# Is Irish banking competitive? (Long article)



## Brendan Burgess (27 Nov 2006)

_Reprinted with permission from the Irish Banker’s Federation magazine_

*Is Irish Banking Competitive? A Customer Viewpoint *

Brendan Burgess, Campaigner on Consumer Finance issues  

*The banking market here is competitive but customers are not doing enough themselves to benefit from this, says Brendan Burgess.*

The Competition Authority stated in 2005 that banks did not compete aggressively for customers; but it would, wouldn’t it? The banking industry says that it does compete aggressively for customers. Which should we believe? 

So why not ask the customer? Ask anyone who has shopped around for a mortgage recently. Their answer will be a resounding yes. Lenders are fighting each other for the business. And they are fighting on the most important aspect - rates. Anyone who has not got a bad credit record will get a very good deal at the moment. In fact, institutions are competing so hard that they are being accused of irresponsible lending. If the lenders were to act “responsibly” and to agree amongst themselves not to lend more than 80% loan to value and not to lend more than four times salary, the Competition Authority would be down on them for anti-competitive behaviour. 

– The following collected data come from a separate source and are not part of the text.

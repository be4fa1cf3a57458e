use crate::context::Cancellation;
use crate::engine::HybridRetriever;
use crate::metrics::Metrics;
use std::time::Duration;
use tracing::error;
use warp::{Filter, Rejection, Reply};

mod mcp;
mod query;

pub use query::run_query;

/// Largest request body accepted on the query and MCP routes.
const MAX_BODY_BYTES: u64 = 64 * 1024;

/// Everything a request handler needs. Cloned per request.
#[derive(Clone)]
pub struct AppState {
    pub retriever: HybridRetriever,
    pub metrics: Metrics,
    pub request_timeout: Option<Duration>,
    /// Fires on server shutdown so in-flight queries stop waiting.
    pub shutdown: Cancellation,
}

pub fn routes(state: AppState) -> impl Filter<Extract = impl Reply, Error = Rejection> + Clone {
    let api = warp::path("api").and(warp::path("v1"));

    let health_route = warp::path("health")
        .and(warp::path::end())
        .and(warp::get())
        .map(|| warp::reply::json(&serde_json::json!({"status": "healthy"})));

    let metrics_route = warp::path("metrics")
        .and(warp::path::end())
        .and(warp::get())
        .and(with_state(state.clone()))
        .map(handle_metrics);

    let query_route = api
        .and(warp::path("query"))
        .and(warp::path::end())
        .and(warp::post())
        .and(warp::body::content_length_limit(MAX_BODY_BYTES))
        .and(warp::body::json())
        .and(with_state(state.clone()))
        .and_then(query::handle_query);

    let mcp_route = warp::path("mcp")
        .and(warp::path::end())
        .and(warp::post())
        .and(warp::body::content_length_limit(MAX_BODY_BYTES))
        .and(warp::body::bytes())
        .and(with_state(state))
        .and_then(mcp::handle_mcp);

    health_route
        .or(metrics_route)
        .or(query_route)
        .or(mcp_route)
}

fn with_state(
    state: AppState,
) -> impl Filter<Extract = (AppState,), Error = std::convert::Infallible> + Clone {
    warp::any().map(move || state.clone())
}

fn handle_metrics(state: AppState) -> warp::reply::Response {
    match state.metrics.render() {
        Ok((buffer, content_type)) => {
            warp::reply::with_header(buffer, "Content-Type", content_type).into_response()
        }
        Err(e) => {
            error!("Failed to encode metrics: {}", e);
            warp::reply::with_status(
                "failed to encode metrics",
                warp::http::StatusCode::INTERNAL_SERVER_ERROR,
            )
            .into_response()
        }
    }
}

*Inertia the problem, not lack of competition *

Lenders have been forced to compete as switching a mortgage has become very easy for consumers. Lenders are not allowed to charge early repayment penalties on variable rate mortgages and these account for around two-thirds of all mortgage loans approved. Competition among solicitors means that it will cost consumers less than €1,000 to switch. And many institutions will offer good rates and pay the solicitor’s fees. It really can’t get any more competitive. 

So is Irish banking competitive? Why not ask the person who has money to put on deposit? The best available deposit rate is around 4% from Northern Rock which is actually higher than the cheapest mortgage rate of around 3.75% from National Irish Bank. Most money on deposit is earning less than 4% and most mortgages are costing more than 3.75%. However, that is not the fault of the banks, but the fault of people who fail to shop around. 

It is very easy to switch deposits. If people have large balances earning less than 1% when they could switch to an account that would earn them 4%, don’t blame the lack of competition. 

This all came starkly together at the Annual General Meeting of the EBS Building Society, for example. As a mutual which is not trying to maximise profit, one would expect it to pay the best deposit rate and charge the lowest mortgage rate. Before the Irish market got competitive a few years ago, the EBS was able to achieve this. However, a speaker from the floor at its recent AGM complained about being a member of the EBS for years and earning a very low deposit rate. The next speaker complained that their mortgage rate is no longer the lowest in the market. The reality is, however, that it is difficult for any bank to pay the best deposit rate in the market and to charge the lowest mortgage rate in the market, when the best deposit rate exceeds the cheapest mortgage rate! 

*What about charges on current accounts? *

What about them? They really are insignificant in the overall scheme of things. I choose my current account on the basis of the service I get. The primary issue for me is a good Internet offering. I get that from my current bank. Overall they are fairly efficient. They have made mistakes on my accounts in the past, but they have corrected them. 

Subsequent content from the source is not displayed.